Rubinger Luc, Gazendam Aaron, Ekhtiari Seper, Bhandari Mohit
Division of Orthopaedics, Department of Surgery, McMaster University, Hamilton, ON Canada; Centre for Evidence-Based Orthopaedics, 293 Wellington St. N, Suite 110, Hamilton, ON L8L 8E7 Canada.
Division of Orthopaedics, Department of Surgery, McMaster University, Hamilton, ON Canada; Centre for Evidence-Based Orthopaedics, 293 Wellington St. N, Suite 110, Hamilton, ON L8L 8E7 Canada.
Injury. 2023 May;54 Suppl 3:S69-S73. doi: 10.1016/j.injury.2022.01.046. Epub 2022 Feb 1.
Artificial intelligence (AI) is a broad term referring to the application of computational algorithms that can analyze large data sets to classify, predict, or gain useful conclusions. Under the umbrella of AI is machine learning (ML). ML is the process of building or learning statistical models using previously observed real world data to predict outcomes, or categorize observations based on 'training' provided by humans. These predictions are then applied to future data, all the while folding in the new data into its perpetually improving and calibrated statistical model. The future of AI and ML in healthcare research is exciting and expansive. AI and ML are becoming cornerstones in the medical and healthcare-research domains and are integral in our continued processing and capitalization of robust patient EMR data. Considerations for the use and application of ML in healthcare settings include assessing the quality of data inputs and decision-making that serve as the foundations of the ML model, ensuring the end-product is interpretable, transparent, and ethical concerns are considered throughout the development process. The current and future applications of ML include improving the quality and quantity of data collected from EMRs to improve registry data, utilizing these robust datasets to improve and standardized research protocols and outcomes, clinical decision-making applications, natural language processing and improving the fundamentals of value-based care, to name only a few.

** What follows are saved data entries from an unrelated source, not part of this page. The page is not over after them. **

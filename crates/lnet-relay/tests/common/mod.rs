//! Test utilities for LNET relay integration testing.
//!
//! Provides helpers for starting a relay on an ephemeral port and driving raw
//! TCP clients against it.

#![allow(dead_code)]

use std::net::SocketAddr;
use std::sync::Arc;
use std::time::Duration;

use lnet_relay::{RelayServer, RelayServerConfig, SessionConfig, SessionRegistry};
use tokio::io::{AsyncReadExt, AsyncWriteExt};
use tokio::net::TcpStream;
use tokio::sync::oneshot;
use tokio::time::timeout;

/// Default timeout for test operations.
pub const DEFAULT_TIMEOUT: Duration = Duration::from_secs(5);

/// Initialize tracing once for the whole test binary.
pub fn init_tracing() {
    use std::sync::Once;
    static INIT: Once = Once::new();
    INIT.call_once(|| {
        let _ = tracing_subscriber::fmt()
            .with_env_filter("debug")
            .with_test_writer()
            .try_init();
    });
}

/// Test server handle.
pub struct TestServer {
    pub addr: SocketAddr,
    pub registry: Arc<SessionRegistry>,
    shutdown_tx: Option<oneshot::Sender<()>>,
}

impl TestServer {
    /// Start a relay on an available port.
    pub async fn start() -> Self {
        Self::start_with_session(SessionConfig::default()).await
    }

    /// Start a relay with custom per-session settings.
    pub async fn start_with_session(session: SessionConfig) -> Self {
        init_tracing();

        let server = RelayServer::bind(RelayServerConfig {
            addr: "127.0.0.1:0".to_string(),
            session,
        })
        .await
        .expect("Failed to bind test server");
        let addr = server.local_addr().expect("Failed to get local addr");
        let registry = server.registry();

        let (shutdown_tx, shutdown_rx) = oneshot::channel::<()>();
        tokio::spawn(server.run_until(async move {
            let _ = shutdown_rx.await;
        }));

        Self {
            addr,
            registry,
            shutdown_tx: Some(shutdown_tx),
        }
    }

    /// Wait until exactly `len` sessions are registered.
    pub async fn wait_for_sessions(&self, len: usize) {
        let registry = Arc::clone(&self.registry);
        timeout(DEFAULT_TIMEOUT, async move {
            while registry.len() != len {
                tokio::time::sleep(Duration::from_millis(10)).await;
            }
        })
        .await
        .unwrap_or_else(|_| {
            panic!(
                "Expected {} sessions, registry holds {}",
                len,
                self.registry.len()
            )
        });
    }
}

impl Drop for TestServer {
    fn drop(&mut self) {
        if let Some(tx) = self.shutdown_tx.take() {
            let _ = tx.send(());
        }
    }
}

/// Raw LNET test client.
pub struct TestClient {
    stream: TcpStream,
    buffer: Vec<u8>,
}

impl TestClient {
    /// Connect a new client to the server.
    pub async fn connect(server: &TestServer) -> Self {
        let stream = TcpStream::connect(server.addr)
            .await
            .expect("Failed to connect to test server");
        Self {
            stream,
            buffer: Vec::new(),
        }
    }

    /// Connect and log in, consuming the welcome message.
    pub async fn login(server: &TestServer, name: &str) -> Self {
        let mut client = Self::connect(server).await;
        client
            .send(&format!(
                r#"<login client="test" game="DR" name="{}" password="x"/>"#,
                name
            ))
            .await
            .expect("Failed to send login");
        client
            .read_until("Hello</message>", DEFAULT_TIMEOUT)
            .await
            .expect("No welcome message");
        client.clear_buffer();
        client
    }

    /// Send raw wire data.
    pub async fn send(&mut self, data: &str) -> Result<(), std::io::Error> {
        self.stream.write_all(data.as_bytes()).await?;
        self.stream.flush().await
    }

    /// Read until the buffered data contains `pattern`.
    pub async fn read_until(
        &mut self,
        pattern: &str,
        timeout_dur: Duration,
    ) -> Result<String, std::io::Error> {
        let start = std::time::Instant::now();
        loop {
            let data = String::from_utf8_lossy(&self.buffer).to_string();
            if data.contains(pattern) {
                return Ok(data);
            }

            let remaining = timeout_dur.saturating_sub(start.elapsed());
            if remaining.is_zero() {
                return Err(std::io::Error::new(
                    std::io::ErrorKind::TimedOut,
                    format!("Timeout waiting for pattern: {}", pattern),
                ));
            }

            let mut buf = [0u8; 4096];
            let n = match timeout(remaining, self.stream.read(&mut buf)).await {
                Ok(Ok(n)) => n,
                Ok(Err(e)) => return Err(e),
                Err(_) => {
                    return Err(std::io::Error::new(
                        std::io::ErrorKind::TimedOut,
                        format!("Timeout waiting for pattern: {}", pattern),
                    ))
                }
            };

            if n == 0 {
                return Err(std::io::Error::new(
                    std::io::ErrorKind::UnexpectedEof,
                    "Connection closed",
                ));
            }

            self.buffer.extend_from_slice(&buf[..n]);
        }
    }

    /// Collect whatever arrives within `window`.
    pub async fn read_for(&mut self, window: Duration) -> String {
        let deadline = tokio::time::Instant::now() + window;
        let mut buf = [0u8; 4096];
        while let Ok(Ok(n)) = tokio::time::timeout_at(deadline, self.stream.read(&mut buf)).await {
            if n == 0 {
                break;
            }
            self.buffer.extend_from_slice(&buf[..n]);
        }
        String::from_utf8_lossy(&self.buffer).to_string()
    }

    /// Wait for the server to close the connection.
    pub async fn expect_closed(&mut self) {
        let mut buf = [0u8; 4096];
        loop {
            match timeout(DEFAULT_TIMEOUT, self.stream.read(&mut buf)).await {
                Ok(Ok(0)) | Ok(Err(_)) => return,
                Ok(Ok(n)) => self.buffer.extend_from_slice(&buf[..n]),
                Err(_) => panic!("Server did not close the connection"),
            }
        }
    }

    /// Clear the read buffer.
    pub fn clear_buffer(&mut self) {
        self.buffer.clear();
    }
}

人工智能(AI)是一个广义术语,指的是应用能够分析大型数据集以进行分类、预测或得出有用结论的计算算法。机器学习(ML)属于人工智能范畴。机器学习是利用先前观察到的现实世界数据构建或学习统计模型以预测结果,或根据人类提供的“训练”对观察结果进行分类的过程。然后将这些预测应用于未来数据,同时将新数据融入其不断改进和校准的统计模型中。人工智能和机器学习在医疗保健研究中的未来令人兴奋且前景广阔。人工智能和机器学习正成为医学和医疗保健研究领域的基石,并且在我们持续处理和利用强大的患者电子病历(EMR)数据方面不可或缺。在医疗环境中使用和应用机器学习时需要考虑的因素包括评估作为机器学习模型基础的数据输入质量和决策,确保最终产品是可解释的、透明的,并且在整个开发过程中都要考虑伦理问题。机器学习当前和未来的应用包括提高从电子病历中收集的数据的质量和数量以改善登记数据,利用这些强大的数据集改进和标准化研究方案及结果、临床决策应用、自然语言处理以及改善基于价值的医疗保健的基础等等。